_Dataset entries_
========================

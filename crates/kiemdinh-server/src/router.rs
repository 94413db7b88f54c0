//! Shared application router builder.
//!
//! Used by both the binary and the integration tests so they run the same
//! middleware stack.

use std::time::Duration;

use axum::http::header::CONTENT_TYPE;
use axum::http::{HeaderName, HeaderValue, Method, StatusCode};
use axum::Router;
use tower_http::catch_panic::CatchPanicLayer;
use tower_http::cors::CorsLayer;
use tower_http::request_id::{MakeRequestUuid, PropagateRequestIdLayer, SetRequestIdLayer};
use tower_http::timeout::TimeoutLayer;
use tower_http::trace::{DefaultMakeSpan, DefaultOnResponse, TraceLayer};
use tracing::Level;

use crate::config::ServerConfig;
use crate::routes;
use crate::state::AppState;

/// Build the full application [`Router`] with all middleware layers.
///
/// The middleware stack is applied bottom-up:
///
/// 1. CORS
/// 2. Set request ID on incoming requests
/// 3. Structured request/response tracing
/// 4. Propagate request ID to response
/// 5. Request timeout
/// 6. Panic recovery (catch panics, return 500)
pub fn build_app_router(state: AppState) -> Router {
    let cors = build_cors_layer(&state.config);
    let timeout = Duration::from_secs(state.config.request_timeout_secs);
    let request_id_header = HeaderName::from_static("x-request-id");

    Router::new()
        // Health check at root level (not under /api/v1).
        .merge(routes::health::router())
        .nest("/api/v1", routes::api_routes())
        .layer(CatchPanicLayer::new())
        .layer(TimeoutLayer::with_status_code(StatusCode::REQUEST_TIMEOUT, timeout))
        .layer(PropagateRequestIdLayer::new(request_id_header.clone()))
        .layer(
            TraceLayer::new_for_http()
                .make_span_with(DefaultMakeSpan::new().level(Level::INFO))
                .on_response(DefaultOnResponse::new().level(Level::INFO)),
        )
        .layer(SetRequestIdLayer::new(request_id_header, MakeRequestUuid))
        .layer(cors)
        .with_state(state)
}

/// Build the CORS middleware layer from server configuration.
///
/// Origins that are not valid header values are skipped with a warning.
pub fn build_cors_layer(config: &ServerConfig) -> CorsLayer {
    let origins: Vec<HeaderValue> = config
        .cors_origins
        .iter()
        .filter_map(|o| match o.parse() {
            Ok(origin) => Some(origin),
            Err(e) => {
                tracing::warn!(origin = %o, error = %e, "Ignoring invalid CORS origin");
                None
            }
        })
        .collect();

    CorsLayer::new()
        .allow_origin(origins)
        .allow_methods([Method::GET, Method::POST])
        .allow_headers([CONTENT_TYPE])
        .max_age(Duration::from_secs(3600))
}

========================

_Work task_
From the records above, transcribe exactly the run of lines that opens with the line holding "use axum::http::header::CONTENT_TYPE;" and closes with the line holding "use tower_http::timeout::TimeoutLayer;", both included.

_Answer to this problem_
use axum::http::header::CONTENT_TYPE;
use axum::http::{HeaderName, HeaderValue, Method, StatusCode};
use axum::Router;
use tower_http::catch_panic::CatchPanicLayer;
use tower_http::cors::CorsLayer;
use tower_http::request_id::{MakeRequestUuid, PropagateRequestIdLayer, SetRequestIdLayer};
use tower_http::timeout::TimeoutLayer;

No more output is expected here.